EXERCISE:
From the entries that follow, copy every line with the word "MapRequestEvent".

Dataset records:
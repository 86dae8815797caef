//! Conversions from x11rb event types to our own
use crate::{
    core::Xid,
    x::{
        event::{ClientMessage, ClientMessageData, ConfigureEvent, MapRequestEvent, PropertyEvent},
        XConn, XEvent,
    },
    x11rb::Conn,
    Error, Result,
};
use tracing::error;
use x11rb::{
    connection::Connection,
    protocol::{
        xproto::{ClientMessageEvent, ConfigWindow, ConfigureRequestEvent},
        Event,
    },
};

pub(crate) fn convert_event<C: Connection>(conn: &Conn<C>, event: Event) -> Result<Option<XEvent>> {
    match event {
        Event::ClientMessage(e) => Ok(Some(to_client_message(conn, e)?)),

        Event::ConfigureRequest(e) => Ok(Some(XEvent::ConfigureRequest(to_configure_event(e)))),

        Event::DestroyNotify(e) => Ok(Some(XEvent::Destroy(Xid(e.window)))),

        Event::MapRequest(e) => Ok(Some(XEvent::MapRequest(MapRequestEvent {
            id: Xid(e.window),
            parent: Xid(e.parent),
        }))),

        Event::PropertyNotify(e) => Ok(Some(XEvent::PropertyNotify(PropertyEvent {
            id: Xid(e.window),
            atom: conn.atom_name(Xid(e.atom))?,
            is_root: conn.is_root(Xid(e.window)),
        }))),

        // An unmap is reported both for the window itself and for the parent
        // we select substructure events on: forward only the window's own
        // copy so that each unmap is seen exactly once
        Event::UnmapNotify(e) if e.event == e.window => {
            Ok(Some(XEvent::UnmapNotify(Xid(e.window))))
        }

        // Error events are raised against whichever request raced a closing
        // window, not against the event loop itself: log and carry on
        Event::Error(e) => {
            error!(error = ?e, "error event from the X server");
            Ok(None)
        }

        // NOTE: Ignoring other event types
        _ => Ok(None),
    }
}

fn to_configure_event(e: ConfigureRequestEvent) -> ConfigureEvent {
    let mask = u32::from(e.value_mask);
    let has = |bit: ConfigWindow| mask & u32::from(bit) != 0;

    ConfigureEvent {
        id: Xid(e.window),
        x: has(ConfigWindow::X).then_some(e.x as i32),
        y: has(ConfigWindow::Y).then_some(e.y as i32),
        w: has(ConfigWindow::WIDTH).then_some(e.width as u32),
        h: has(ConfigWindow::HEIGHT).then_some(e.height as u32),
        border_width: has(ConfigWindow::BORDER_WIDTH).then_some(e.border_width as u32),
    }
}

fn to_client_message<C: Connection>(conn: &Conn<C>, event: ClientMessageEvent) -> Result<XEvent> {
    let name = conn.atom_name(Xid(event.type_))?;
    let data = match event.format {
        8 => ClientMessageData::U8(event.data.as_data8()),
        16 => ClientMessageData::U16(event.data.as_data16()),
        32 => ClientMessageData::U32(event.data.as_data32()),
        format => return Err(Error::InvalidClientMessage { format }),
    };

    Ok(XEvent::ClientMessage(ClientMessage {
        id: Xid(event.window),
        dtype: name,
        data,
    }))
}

--

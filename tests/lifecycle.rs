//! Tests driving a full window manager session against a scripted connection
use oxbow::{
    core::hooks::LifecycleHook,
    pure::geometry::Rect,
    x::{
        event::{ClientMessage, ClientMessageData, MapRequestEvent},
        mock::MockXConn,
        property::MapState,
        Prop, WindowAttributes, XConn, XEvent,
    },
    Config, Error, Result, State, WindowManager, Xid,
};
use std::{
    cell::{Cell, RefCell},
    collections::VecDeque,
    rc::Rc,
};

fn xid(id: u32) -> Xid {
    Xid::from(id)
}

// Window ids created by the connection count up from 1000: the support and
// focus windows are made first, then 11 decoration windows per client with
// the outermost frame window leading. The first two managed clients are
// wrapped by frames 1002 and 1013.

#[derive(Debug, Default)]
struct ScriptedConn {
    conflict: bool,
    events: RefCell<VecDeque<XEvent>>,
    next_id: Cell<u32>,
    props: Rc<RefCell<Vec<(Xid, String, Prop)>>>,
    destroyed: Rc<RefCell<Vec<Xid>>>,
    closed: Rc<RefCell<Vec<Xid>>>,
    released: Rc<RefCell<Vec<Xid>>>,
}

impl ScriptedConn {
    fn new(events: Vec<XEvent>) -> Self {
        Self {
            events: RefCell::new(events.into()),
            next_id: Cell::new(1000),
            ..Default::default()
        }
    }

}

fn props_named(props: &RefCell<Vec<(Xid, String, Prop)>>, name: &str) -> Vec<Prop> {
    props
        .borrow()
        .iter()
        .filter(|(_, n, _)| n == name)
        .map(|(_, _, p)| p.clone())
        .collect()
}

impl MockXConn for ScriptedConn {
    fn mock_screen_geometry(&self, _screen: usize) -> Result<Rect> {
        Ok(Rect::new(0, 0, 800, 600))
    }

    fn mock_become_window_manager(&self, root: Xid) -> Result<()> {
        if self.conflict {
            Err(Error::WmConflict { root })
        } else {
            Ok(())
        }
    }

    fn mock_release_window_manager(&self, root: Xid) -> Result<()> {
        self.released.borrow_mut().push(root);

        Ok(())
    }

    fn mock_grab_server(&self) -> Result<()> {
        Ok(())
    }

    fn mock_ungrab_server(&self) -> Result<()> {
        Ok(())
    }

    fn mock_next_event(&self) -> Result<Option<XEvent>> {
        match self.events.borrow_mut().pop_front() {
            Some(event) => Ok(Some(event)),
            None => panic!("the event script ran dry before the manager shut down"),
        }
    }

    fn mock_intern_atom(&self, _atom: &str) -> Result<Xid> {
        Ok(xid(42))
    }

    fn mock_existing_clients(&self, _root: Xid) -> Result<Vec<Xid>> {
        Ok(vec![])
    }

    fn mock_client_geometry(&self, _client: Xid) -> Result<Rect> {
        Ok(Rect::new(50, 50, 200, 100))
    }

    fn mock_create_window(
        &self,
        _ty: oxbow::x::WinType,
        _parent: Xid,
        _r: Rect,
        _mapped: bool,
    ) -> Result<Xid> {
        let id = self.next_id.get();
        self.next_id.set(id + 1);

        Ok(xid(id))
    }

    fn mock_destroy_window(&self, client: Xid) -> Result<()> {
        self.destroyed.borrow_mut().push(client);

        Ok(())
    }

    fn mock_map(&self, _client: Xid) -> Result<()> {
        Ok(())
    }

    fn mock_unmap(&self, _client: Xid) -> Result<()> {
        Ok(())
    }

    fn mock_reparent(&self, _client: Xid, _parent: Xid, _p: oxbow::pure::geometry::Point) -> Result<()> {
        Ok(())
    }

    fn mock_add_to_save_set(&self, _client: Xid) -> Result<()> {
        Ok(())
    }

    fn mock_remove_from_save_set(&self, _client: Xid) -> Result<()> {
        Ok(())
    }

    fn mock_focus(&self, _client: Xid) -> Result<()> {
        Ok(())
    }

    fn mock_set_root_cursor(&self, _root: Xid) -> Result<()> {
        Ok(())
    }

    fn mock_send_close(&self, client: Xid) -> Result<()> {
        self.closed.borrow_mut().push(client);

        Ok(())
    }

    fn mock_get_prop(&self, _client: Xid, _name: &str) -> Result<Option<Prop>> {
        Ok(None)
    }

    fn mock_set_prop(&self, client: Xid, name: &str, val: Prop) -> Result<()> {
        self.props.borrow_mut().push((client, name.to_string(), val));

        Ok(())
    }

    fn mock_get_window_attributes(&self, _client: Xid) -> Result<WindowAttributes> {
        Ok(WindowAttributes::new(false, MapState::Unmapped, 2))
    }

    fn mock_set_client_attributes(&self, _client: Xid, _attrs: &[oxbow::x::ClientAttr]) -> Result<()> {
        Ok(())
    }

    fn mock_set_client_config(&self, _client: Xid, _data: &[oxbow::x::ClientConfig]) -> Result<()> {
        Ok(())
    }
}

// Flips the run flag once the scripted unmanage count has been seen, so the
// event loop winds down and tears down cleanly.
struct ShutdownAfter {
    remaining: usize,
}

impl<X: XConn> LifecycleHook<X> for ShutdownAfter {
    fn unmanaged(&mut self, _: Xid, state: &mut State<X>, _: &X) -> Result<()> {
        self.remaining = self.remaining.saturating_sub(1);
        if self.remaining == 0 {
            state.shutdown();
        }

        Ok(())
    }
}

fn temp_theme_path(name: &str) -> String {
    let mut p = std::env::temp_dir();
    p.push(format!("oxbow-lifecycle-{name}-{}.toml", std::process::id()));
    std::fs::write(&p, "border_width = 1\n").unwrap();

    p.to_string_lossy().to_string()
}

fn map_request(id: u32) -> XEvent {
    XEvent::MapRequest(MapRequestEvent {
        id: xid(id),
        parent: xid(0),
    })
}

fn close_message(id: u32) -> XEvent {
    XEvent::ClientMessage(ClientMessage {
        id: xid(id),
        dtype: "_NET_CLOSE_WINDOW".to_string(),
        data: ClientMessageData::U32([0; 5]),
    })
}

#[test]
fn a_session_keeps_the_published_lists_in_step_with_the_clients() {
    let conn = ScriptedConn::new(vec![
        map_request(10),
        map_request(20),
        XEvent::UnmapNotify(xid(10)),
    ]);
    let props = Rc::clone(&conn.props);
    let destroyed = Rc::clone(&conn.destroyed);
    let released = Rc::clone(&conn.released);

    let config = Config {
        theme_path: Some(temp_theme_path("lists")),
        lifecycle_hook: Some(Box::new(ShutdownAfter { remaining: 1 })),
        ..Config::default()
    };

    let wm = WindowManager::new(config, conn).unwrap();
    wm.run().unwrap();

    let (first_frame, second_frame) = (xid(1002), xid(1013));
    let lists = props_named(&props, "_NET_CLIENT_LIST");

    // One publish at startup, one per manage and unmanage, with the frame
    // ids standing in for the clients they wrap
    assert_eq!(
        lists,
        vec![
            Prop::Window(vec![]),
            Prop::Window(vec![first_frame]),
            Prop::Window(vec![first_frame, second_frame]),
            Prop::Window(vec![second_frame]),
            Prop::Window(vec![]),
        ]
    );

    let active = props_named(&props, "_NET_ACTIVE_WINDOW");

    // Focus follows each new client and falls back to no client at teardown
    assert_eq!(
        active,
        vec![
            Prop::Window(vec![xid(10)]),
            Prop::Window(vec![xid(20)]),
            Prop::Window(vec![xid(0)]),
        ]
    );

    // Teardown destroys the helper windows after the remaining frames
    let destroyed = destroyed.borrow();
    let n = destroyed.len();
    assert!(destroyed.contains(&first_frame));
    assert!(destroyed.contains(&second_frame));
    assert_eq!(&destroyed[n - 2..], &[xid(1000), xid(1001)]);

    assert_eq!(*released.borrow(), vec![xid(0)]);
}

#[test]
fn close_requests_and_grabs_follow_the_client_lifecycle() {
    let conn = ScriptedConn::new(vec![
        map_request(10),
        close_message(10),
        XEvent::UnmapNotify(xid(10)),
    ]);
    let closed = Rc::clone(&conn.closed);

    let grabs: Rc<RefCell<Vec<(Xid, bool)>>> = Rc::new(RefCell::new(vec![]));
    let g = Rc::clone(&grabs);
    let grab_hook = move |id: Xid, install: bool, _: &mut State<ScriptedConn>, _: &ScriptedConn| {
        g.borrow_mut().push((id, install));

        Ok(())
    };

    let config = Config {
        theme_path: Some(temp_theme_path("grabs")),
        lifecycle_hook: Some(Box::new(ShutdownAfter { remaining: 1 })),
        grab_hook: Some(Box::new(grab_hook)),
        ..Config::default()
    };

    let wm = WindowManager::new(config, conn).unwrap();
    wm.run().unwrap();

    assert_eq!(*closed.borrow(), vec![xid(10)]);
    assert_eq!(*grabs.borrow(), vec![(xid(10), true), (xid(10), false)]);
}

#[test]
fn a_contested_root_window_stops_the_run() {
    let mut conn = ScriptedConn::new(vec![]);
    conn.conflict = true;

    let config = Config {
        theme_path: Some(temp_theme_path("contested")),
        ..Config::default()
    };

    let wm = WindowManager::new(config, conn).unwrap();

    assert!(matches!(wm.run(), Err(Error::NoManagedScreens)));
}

* * *

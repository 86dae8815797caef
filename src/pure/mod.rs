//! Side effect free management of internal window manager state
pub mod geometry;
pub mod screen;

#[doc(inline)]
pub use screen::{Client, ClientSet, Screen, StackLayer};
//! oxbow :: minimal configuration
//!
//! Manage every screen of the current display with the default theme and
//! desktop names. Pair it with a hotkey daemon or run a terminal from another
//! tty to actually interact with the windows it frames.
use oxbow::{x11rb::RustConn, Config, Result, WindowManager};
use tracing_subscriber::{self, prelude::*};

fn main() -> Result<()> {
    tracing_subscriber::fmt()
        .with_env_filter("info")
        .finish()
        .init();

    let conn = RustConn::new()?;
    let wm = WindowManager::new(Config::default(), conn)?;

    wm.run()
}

ANSWER TO THE PROBLEM:
        event::{ClientMessage, ClientMessageData, ConfigureEvent, MapRequestEvent, PropertyEvent},
        Event::MapRequest(e) => Ok(Some(XEvent::MapRequest(MapRequestEvent {
        event::{ClientMessage, ClientMessageData, MapRequestEvent},
    XEvent::MapRequest(MapRequestEvent {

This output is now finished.